**Description of the task:** Word for word, restate the lines from the start of the data below through the line containing "let mut parser = P::default();".

Stored data entries
○ ○ ○

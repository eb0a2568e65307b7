//! Suspending, repeating and cancelling parse calls.

use incremental_xml::parser::{
    CommentParser, DocumentTypeParser, EndOfElementParser, NameParser, ParseResult, ParserOption,
    ProcessingInstructionParser, StartOfElementParser, TokenParser,
};
use incremental_xml::{Event, ParsingBuffer, Token, TokenKind, XmlReader};

fn started<P: TokenParser + Default>(input: &str) -> (P, ParsingBuffer) {
    let mut buffer = ParsingBuffer::new();
    let mut parser = P::default();
    parser.initialize(&mut buffer, ParserOption::None).unwrap();
    buffer.append(input);
    (parser, buffer)
}

#[test]
fn test_need_more_data_is_repeatable() {
    let (mut parser, mut buffer) = started::<StartOfElementParser>("a b=\"1");
    for _ in 0..3 {
        assert_eq!(parser.parse(&mut buffer), ParseResult::NeedMoreData);
    }
    buffer.append("\" c='2'/>");
    assert_eq!(parser.parse(&mut buffer), ParseResult::Success);
    assert_eq!(parser.token_kind(), Some(TokenKind::EmptyElement));
    assert_eq!(parser.attributes().len(), 2);
}

#[test]
fn test_success_repeats_without_second_token() {
    let (mut parser, mut buffer) = started::<EndOfElementParser>("a  ><b>");
    assert_eq!(parser.parse(&mut buffer), ParseResult::Success);
    let remaining = buffer.len();

    for _ in 0..3 {
        assert_eq!(parser.parse(&mut buffer), ParseResult::Success);
        assert_eq!(parser.name(), "a");
        assert_eq!(buffer.len(), remaining);
        assert_eq!(buffer.current_char(), Some('<'));
    }
}

#[test]
fn test_error_repeats_with_same_termination_char() {
    let (mut parser, mut buffer) = started::<EndOfElementParser>("a!>");
    assert_eq!(parser.parse(&mut buffer), ParseResult::Error(Some('!')));
    buffer.append("more");
    assert_eq!(parser.parse(&mut buffer), ParseResult::Error(Some('!')));
    assert_eq!(parser.termination_char(), Some('!'));
    assert_eq!(buffer.current_char(), Some('!'));
}

#[test]
fn test_uninitialized_parsers_refuse_to_parse() {
    let mut buffer = ParsingBuffer::new();
    buffer.append("root>");

    let mut parser = DocumentTypeParser::new();
    assert_eq!(parser.parse(&mut buffer), ParseResult::Error(None));

    parser.initialize(&mut buffer, ParserOption::None).unwrap();
    assert_eq!(parser.parse(&mut buffer), ParseResult::Success);

    parser.deinitialize();
    assert_eq!(parser.parse(&mut buffer), ParseResult::Error(None));
    assert!(!parser.is_initialized());
}

#[test]
fn test_reinitialize_after_error() {
    let (mut parser, mut buffer) = started::<ProcessingInstructionParser>("foo>");
    assert_eq!(parser.parse(&mut buffer), ParseResult::Error(Some('>')));

    parser.deinitialize();
    buffer.clear();
    parser.initialize(&mut buffer, ParserOption::None).unwrap();
    buffer.append("foo bar?>");
    assert_eq!(parser.parse(&mut buffer), ParseResult::Success);
    assert_eq!(parser.target(), "foo");
    assert_eq!(parser.data(), "bar");
}

#[test]
fn test_cancel_mid_token() {
    let (mut parser, mut buffer) = started::<CommentParser>(" half a comm");
    assert_eq!(parser.parse(&mut buffer), ParseResult::NeedMoreData);
    parser.deinitialize();

    parser.initialize(&mut buffer, ParserOption::None).unwrap();
    buffer.append("-->");
    assert_eq!(parser.parse(&mut buffer), ParseResult::Success);
    assert_eq!(parser.take_token(), Some(Token::Comment("".into())));
}

#[test]
fn test_options_are_checked() {
    let mut buffer = ParsingBuffer::new();
    assert!(NameParser::new()
        .initialize(&mut buffer, ParserOption::IgnoreLeadingWhitespace)
        .is_ok());
    assert!(EndOfElementParser::new()
        .initialize(&mut buffer, ParserOption::IgnoreLeadingWhitespace)
        .is_err());
}

#[test]
fn test_buffer_is_pruned_after_each_token() {
    let mut reader = XmlReader::new();
    reader.push_str("<root><a/><b/>").unwrap();

    for _ in 0..3 {
        assert!(matches!(reader.next_event().unwrap(), Event::Token(_)));
    }
    assert_eq!(reader.buffered_len(), 0);
    assert_eq!(reader.next_event().unwrap(), Event::NeedMoreData);

    reader.push_str("<c attr='long value").unwrap();
    assert_eq!(reader.next_event().unwrap(), Event::NeedMoreData);
    // only the unfinished attribute value stays buffered
    assert_eq!(reader.buffered_len(), "long value".len());
}

#[test]
fn test_reader_needs_more_data_deterministically() {
    let mut reader = XmlReader::new();
    reader.push_str("<root><!-- unfinished").unwrap();
    assert!(matches!(reader.next_event().unwrap(), Event::Token(_)));
    for _ in 0..3 {
        assert_eq!(reader.next_event().unwrap(), Event::NeedMoreData);
    }
    reader.push_str(" -->").unwrap();
    assert_eq!(
        reader.next_event().unwrap(),
        Event::Token(Token::Comment(" unfinished ".into()))
    );
}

○ ○ ○

**Reply to the exercise:**
repository eb0a2568e65307b7
//! Suspending, repeating and cancelling parse calls.

use incremental_xml::parser::{
    CommentParser, DocumentTypeParser, EndOfElementParser, NameParser, ParseResult, ParserOption,
    ProcessingInstructionParser, StartOfElementParser, TokenParser,
};
use incremental_xml::{Event, ParsingBuffer, Token, TokenKind, XmlReader};

fn started<P: TokenParser + Default>(input: &str) -> (P, ParsingBuffer) {
    let mut buffer = ParsingBuffer::new();
    let mut parser = P::default();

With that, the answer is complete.